--- Data shown ---
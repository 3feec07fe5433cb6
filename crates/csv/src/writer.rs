//! CSV row writer

use std::fs::{File, OpenOptions};
use std::path::{Path, PathBuf};

use sync_core::{RecordWriter, WriterError};

/// Writes export rows to a CSV file.
pub struct CsvWriter {
    writer: csv::Writer<File>,
    path: PathBuf,
    append: bool,
}

impl CsvWriter {
    /// Create or truncate `path`.
    pub fn create(path: impl Into<PathBuf>, delimiter: u8) -> Result<Self, WriterError> {
        Self::open(path.into(), delimiter, false)
    }

    /// Append to `path`. The writer only reports itself as appending when
    /// the file already had content, so a fresh file still gets a header.
    pub fn append(path: impl Into<PathBuf>, delimiter: u8) -> Result<Self, WriterError> {
        Self::open(path.into(), delimiter, true)
    }

    fn open(path: PathBuf, delimiter: u8, append: bool) -> Result<Self, WriterError> {
        if let Some(parent) = path.parent().filter(|p| !p.as_os_str().is_empty()) {
            std::fs::create_dir_all(parent)?;
        }

        let had_content = append
            && std::fs::metadata(&path)
                .map(|m| m.len() > 0)
                .unwrap_or(false);

        let file = if append {
            OpenOptions::new().create(true).append(true).open(&path)?
        } else {
            File::create(&path)?
        };

        let writer = csv::WriterBuilder::new()
            .delimiter(delimiter)
            .flexible(true)
            .from_writer(file);

        Ok(Self {
            writer,
            path,
            append: had_content,
        })
    }
}

fn writer_error(err: csv::Error) -> WriterError {
    let message = err.to_string();
    match err.into_kind() {
        csv::ErrorKind::Io(e) => WriterError::Io(e),
        _ => WriterError::Encode(message),
    }
}

impl RecordWriter for CsvWriter {
    fn write_record(&mut self, values: &[String]) -> Result<(), WriterError> {
        self.writer.write_record(values).map_err(writer_error)
    }

    fn flush(&mut self) -> Result<(), WriterError> {
        self.writer.flush()?;
        Ok(())
    }

    fn path(&self) -> &Path {
        &self.path
    }

    fn is_append(&self) -> bool {
        self.append
    }
}
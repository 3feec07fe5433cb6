//! Record and value representations shared across the workspace.
//!
//! Values are plain [`serde_json::Value`]s: the remote API speaks JSON, and
//! CSV cells enter the pipeline as `Value::String`.

use indexmap::IndexMap;
use serde_json::Value;

/// A record as read from a source (CSV row or remote API object).
///
/// Keys are source field names in source order.
pub type RawRecord = IndexMap<String, Value>;

/// A record produced by a [`crate::Model`], keyed by output field name in
/// model order.
pub type Row = IndexMap<String, Value>;

/// Check whether a value counts as empty: null or an empty string.
pub fn is_empty_value(value: &Value) -> bool {
    match value {
        Value::Null => true,
        Value::String(s) => s.is_empty(),
        _ => false,
    }
}

/// Render a value the way it is written to a flat file.
///
/// Null becomes an empty string and strings are written without quotes.
/// Arrays and objects are written as compact JSON.
pub fn value_to_string(value: &Value) -> String {
    match value {
        Value::Null => String::new(),
        Value::String(s) => s.clone(),
        Value::Bool(b) => b.to_string(),
        Value::Number(n) => n.to_string(),
        other => other.to_string(),
    }
}

#[cfg(test)]
mod tests {
    use super::*;
    use serde_json::json;

    #[test]
    fn test_is_empty_value() {
        assert!(is_empty_value(&Value::Null));
        assert!(is_empty_value(&json!("")));
        assert!(!is_empty_value(&json!(" ")));
        assert!(!is_empty_value(&json!(0)));
        assert!(!is_empty_value(&json!(false)));
    }

    #[test]
    fn test_value_to_string() {
        assert_eq!(value_to_string(&Value::Null), "");
        assert_eq!(value_to_string(&json!("Jo")), "Jo");
        assert_eq!(value_to_string(&json!(42)), "42");
        assert_eq!(value_to_string(&json!(1.5)), "1.5");
        assert_eq!(value_to_string(&json!(true)), "true");
        assert_eq!(value_to_string(&json!([1, 2])), "[1,2]");
    }
}
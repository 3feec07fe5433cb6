//! File locations and transports
//!
//! Import inputs may live on the local filesystem, in S3 or behind an HTTP
//! URL; they are fetched before the CSV reader opens them. Exported files
//! are forwarded to a destination directory, S3 prefix or HTTP endpoint
//! through the [`FileTransport`] trait.
//!
//! # Location Types
//!
//! - **Local**: `/data/out/` or `out/contacts.csv`
//! - **S3**: `s3://bucket/prefix/`
//! - **HTTP/HTTPS**: `https://files.example.com/upload/`
//!
//! # Example
//!
//! ```ignore
//! use tabsync_file::{transport_for, FileLocation};
//!
//! let destination = FileLocation::parse("s3://exports/daily/")?;
//! let transport = transport_for(&destination, None).await?;
//! transport.upload(Path::new("contacts.csv"), "contacts.csv").await?;
//! ```

mod http;
mod local;
mod s3;

use anyhow::{Context, Result};
use async_trait::async_trait;
use std::path::{Path, PathBuf};

pub use http::HttpTransport;
pub use local::LocalTransport;
pub use s3::S3Transport;

/// A file or directory location
#[derive(Debug, Clone, PartialEq, Eq)]
pub enum FileLocation {
    /// Local filesystem path
    Local(PathBuf),
    /// S3 object or prefix
    S3 { bucket: String, key: String },
    /// HTTP/HTTPS URL
    Http(String),
}

impl FileLocation {
    /// Parse a string into a FileLocation, auto-detecting the type
    ///
    /// - `s3://bucket/key` -> S3
    /// - `http://` or `https://` -> Http
    /// - Everything else -> Local
    pub fn parse(uri: &str) -> Result<Self> {
        if uri.starts_with("s3://") {
            let (bucket, key) = parse_s3_uri(uri)?;
            Ok(FileLocation::S3 { bucket, key })
        } else if uri.starts_with("http://") || uri.starts_with("https://") {
            Ok(FileLocation::Http(uri.to_string()))
        } else {
            Ok(FileLocation::Local(PathBuf::from(uri)))
        }
    }

    pub fn is_local(&self) -> bool {
        matches!(self, FileLocation::Local(_))
    }

    /// Treat this location as a directory and append `name`.
    pub fn join(&self, name: &str) -> Self {
        match self {
            FileLocation::Local(path) => FileLocation::Local(path.join(name)),
            FileLocation::S3 { bucket, key } => FileLocation::S3 {
                bucket: bucket.clone(),
                key: join_path(key, name),
            },
            FileLocation::Http(url) => FileLocation::Http(join_path(url, name)),
        }
    }

    /// Last path component, without any query string
    pub fn file_name(&self) -> Option<&str> {
        let name = match self {
            FileLocation::Local(path) => path.file_name().and_then(|n| n.to_str()),
            FileLocation::S3 { key, .. } => key.rsplit('/').next(),
            FileLocation::Http(url) => url
                .split(['?', '#'])
                .next()
                .and_then(|path| path.rsplit('/').next()),
        };
        name.filter(|n| !n.is_empty())
    }

    /// Get a display name for logging
    pub fn display_name(&self) -> String {
        match self {
            FileLocation::Local(path) => path.display().to_string(),
            FileLocation::S3 { bucket, key } => format!("s3://{bucket}/{key}"),
            FileLocation::Http(url) => url.clone(),
        }
    }

    /// Fetch this location into `dir`, returning the local path.
    ///
    /// Local files are returned as-is.
    pub async fn fetch_into(&self, dir: &Path) -> Result<PathBuf> {
        let (bytes, name) = match self {
            FileLocation::Local(path) => return Ok(path.clone()),
            FileLocation::S3 { bucket, key } => {
                let client = s3::S3Client::new().await?;
                (client.get(bucket, key).await?, self.file_name())
            }
            FileLocation::Http(url) => (http::fetch(url, None).await?, self.file_name()),
        };

        let target = dir.join(name.unwrap_or("download"));
        tokio::fs::create_dir_all(dir)
            .await
            .with_context(|| format!("Failed to create directory: {}", dir.display()))?;
        tokio::fs::write(&target, &bytes)
            .await
            .with_context(|| format!("Failed to write file: {}", target.display()))?;

        tracing::info!(
            "Fetched {} ({} bytes) to {}",
            self.display_name(),
            bytes.len(),
            target.display()
        );
        Ok(target)
    }
}

fn join_path(base: &str, name: &str) -> String {
    if base.is_empty() {
        name.to_string()
    } else if base.ends_with('/') {
        format!("{base}{name}")
    } else {
        format!("{base}/{name}")
    }
}

/// Parse S3 URI in the format: s3://bucket/key/to/file
pub fn parse_s3_uri(uri: &str) -> Result<(String, String)> {
    let uri = uri
        .strip_prefix("s3://")
        .context("S3 URI must start with 's3://'")?;

    match uri.split_once('/') {
        Some((bucket, key)) if !bucket.is_empty() => Ok((bucket.to_string(), key.to_string())),
        _ => anyhow::bail!("S3 URI must be in format 's3://bucket/key/to/file'"),
    }
}

/// Forwards a finished local file to a remote destination.
#[async_trait]
pub trait FileTransport: Send + Sync {
    /// Upload `local` under `remote_name` and return where it landed.
    async fn upload(&self, local: &Path, remote_name: &str) -> Result<FileLocation>;
}

/// Build the transport for a destination directory/prefix.
///
/// `token` is sent as a bearer token by the HTTP transport.
pub async fn transport_for(
    destination: &FileLocation,
    token: Option<String>,
) -> Result<Box<dyn FileTransport>> {
    Ok(match destination {
        FileLocation::Local(dir) => Box::new(LocalTransport::new(dir.clone())),
        FileLocation::S3 { bucket, key } => {
            Box::new(S3Transport::new(bucket.clone(), key.clone()).await?)
        }
        FileLocation::Http(url) => Box::new(HttpTransport::new(url.clone(), token)),
    })
}

#[cfg(test)]
mod tests {
    use super::*;

    #[test]
    fn test_parse_locations() {
        assert!(matches!(
            FileLocation::parse("/data/file.csv").unwrap(),
            FileLocation::Local(_)
        ));
        assert_eq!(
            FileLocation::parse("s3://my-bucket/data/").unwrap(),
            FileLocation::S3 {
                bucket: "my-bucket".to_string(),
                key: "data/".to_string()
            }
        );
        assert!(matches!(
            FileLocation::parse("https://example.com/data.csv").unwrap(),
            FileLocation::Http(_)
        ));
    }

    #[test]
    fn test_join() {
        let s3 = FileLocation::parse("s3://b/exports").unwrap();
        assert_eq!(s3.join("a.csv").display_name(), "s3://b/exports/a.csv");

        let root = FileLocation::parse("s3://b/").unwrap();
        assert_eq!(root.join("a.csv").display_name(), "s3://b/a.csv");

        let http = FileLocation::parse("https://x.io/up/").unwrap();
        assert_eq!(http.join("a.csv").display_name(), "https://x.io/up/a.csv");
    }

    #[test]
    fn test_file_name() {
        let http = FileLocation::parse("https://x.io/files/data.csv?token=1").unwrap();
        assert_eq!(http.file_name(), Some("data.csv"));

        let prefix = FileLocation::parse("s3://b/dir/").unwrap();
        assert_eq!(prefix.file_name(), None);

        let local = FileLocation::parse("in/contacts.csv").unwrap();
        assert_eq!(local.file_name(), Some("contacts.csv"));
    }

    #[test]
    fn test_parse_s3_uri_invalid() {
        assert!(parse_s3_uri("my-bucket/path").is_err());
        assert!(parse_s3_uri("s3://my-bucket").is_err());
        assert!(parse_s3_uri("s3:///key").is_err());
    }

    #[tokio::test]
    async fn test_fetch_local_is_identity() {
        let location = FileLocation::parse("/data/in.csv").unwrap();
        let path = location.fetch_into(Path::new("/tmp")).await.unwrap();
        assert_eq!(path, PathBuf::from("/data/in.csv"));
    }
}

--- Exercise directions ---
Report each line in the preceding entries that holds the string "contacts".

--- Output below ---
//! - **Local**: `/data/out/` or `out/contacts.csv`
//! transport.upload(Path::new("contacts.csv"), "contacts.csv").await?;
        let local = FileLocation::parse("in/contacts.csv").unwrap();
        assert_eq!(local.file_name(), Some("contacts.csv"));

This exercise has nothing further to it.